Vos travaux ont été publiés dans The Lancet Microbe, Nature Medicine ou encore le Journal of Infectious Diseases. Quelles sont les découvertes les plus marquantes de ces recherches ?
Nos travaux ont mis en lumière le manque de données épidémiologiques provenant des pays à revenus faibles ou intermédiaires, en particulier des régions d’Afrique subsaharienne où la mortalité liée au Strepto A est la plus élevée. On a donc besoin d’études observationnelles robustes pour mieux comprendre la manière dont ce pathogène se comporte dans ces régions et s’assurer qu’un futur vaccin sera efficace. L’étude SpyCATS a permis d’analyser la diversité des serotypes circulant dans cette région et a montré qu’elle est nettement supérieure à celle qu’on observe chez nous, en Belgique. On a également pu mettre en évidence l’importance des infections cutanées, prédominantes en Gambie, ce qui est très différent de ce qu’on observe chez nous, où on retrouve principalement des angines. Les mécanismes de transmission semblent donc varier selon les populations et doivent être pris en compte dans la stratégie vaccinale. Nous avons aussi mis en lumière l’importance du portage asymptomatique dans la gorge ou sur la peau – qui ne provoque aucun symptôme chez la personne porteuse – mais qui peut entraîner une infection si la bactérie se transmet à quelqu’un d’autre. Notre étude, qui a la particularité de couvrir un large spectre d'âges allant des nouveau-nés aux grands-parents, a révélé des différences cruciales entre les enfants, beaucoup plus à risque d'infection, et les adultes. L'analyse des réponses immunitaires naturelles à différents âges offre de l'espoir quant à certains candidats vaccinaux actuellement à l'étude.

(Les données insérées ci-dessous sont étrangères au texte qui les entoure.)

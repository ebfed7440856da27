//! Outbound adapters implementing the driven ports.
//!
//! - **memory**: volatile store used when no database is configured
//! - **persistence**: PostgreSQL-backed repositories using Diesel ORM
//!
//! Adapters translate between domain types and storage representations and
//! contain no business logic.

pub mod memory;
pub mod persistence;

Vous travaillez à terme à la mise au point d’un vaccin contre le Streptocoque du groupe A. Quelles sont aujourd’hui les principales pistes ou espoirs dans ce domaine ?

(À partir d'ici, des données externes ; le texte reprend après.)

//! Driving port for account mutations: register, update, unregister.
//!
//! Request fields are the raw arguments as a client sent them. Absent fields
//! deserialise to `null` and are reported by validation like any other value
//! of the wrong kind.

use async_trait::async_trait;
use serde::{Deserialize, Serialize};
use serde_json::Value;

use crate::domain::Error;

/// Arguments of `register`, in validation order.
#[derive(Debug, Clone, Default, PartialEq, Serialize, Deserialize)]
#[serde(rename_all = "camelCase", default)]
pub struct RegisterUserRequest {
    pub email: Value,
    pub password: Value,
    pub personal_data: Value,
    pub physical_data: Value,
    pub professional_data: Value,
    pub videobook_link: Value,
    pub pics: Value,
}

/// Arguments of `update`, in validation order.
#[derive(Debug, Clone, Default, PartialEq, Serialize, Deserialize)]
#[serde(rename_all = "camelCase", default)]
pub struct UpdateUserRequest {
    pub email: Value,
    pub password: Value,
    pub new_email: Value,
    pub new_password: Value,
    pub personal_data: Value,
    pub physical_data: Value,
    pub professional_data: Value,
    pub videobook_link: Value,
    pub pics: Value,
}

/// Arguments of `unregister`, in validation order.
#[derive(Debug, Clone, Default, PartialEq, Serialize, Deserialize)]
#[serde(rename_all = "camelCase", default)]
pub struct UnregisterUserRequest {
    pub id: Value,
    pub email: Value,
    pub password: Value,
}

/// Domain use-case port for changing accounts.
#[cfg_attr(test, mockall::automock)]
#[async_trait]
pub trait UserAccountCommand: Send + Sync {
    /// Create an account; fails with a conflict when the email is taken.
    async fn register(&self, request: RegisterUserRequest) -> Result<(), Error>;

    /// Replace credentials and profile of the account the old credentials
    /// identify.
    async fn update(&self, request: UpdateUserRequest) -> Result<(), Error>;

    /// Delete an account after re-checking its credentials.
    async fn unregister(&self, request: UnregisterUserRequest) -> Result<(), Error>;
}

Malgré un siècle de recherche, aucun vaccin sûr et efficace n'a encore été développé. La grande diversité de souches – plus de 200 sérotypes circulants – constitue un obstacle majeur. Cependant, depuis 2018, l'OMS a fait de la recherche vaccinale contre le Strepto A une priorité et espère aboutir à un vaccin à l’horizon 2035. Des équipes internationales collaborent au développement de candidats vaccinaux, en explorant différentes protéines comme cibles vaccinales et en cherchant à mieux comprendre les mécanismes immunitaires protecteurs. Une étude australienne où ils ont inoculé volontairement du Strepto A dans la gorge de volontaires sains pour étudier leur réponse immunitaire, ainsi que des études observationnelles comme SpyCATS, permettent de mieux comprendre les mécanismes immunitaires qui protègent contre les infections. Ces données sont précieuses pour orienter la recherche vaccinale et accélérer le développement d’un vaccin sûr et efficace.